- _ABOUT THIS EXERCISE_
Among the records that follow, how many lines include the string "controller"? Only the number is wanted.

- _DATA_
//! Front-panel controller for a recording and translation appliance.
//!
//! Five buttons (power, volume up/down, mute, record) and three lights
//! (power, mute, record) drive the ALSA command-line tools: a live
//! microphone-to-speaker passthrough while powered, capture-to-file on
//! demand, and capture gain/mute through the mixer.

pub mod audio;
pub mod config;
pub mod controller;
pub mod gpio;
pub mod languages;
pub mod lifecycle;
pub mod process;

- _EXPECTED ANSWER_
2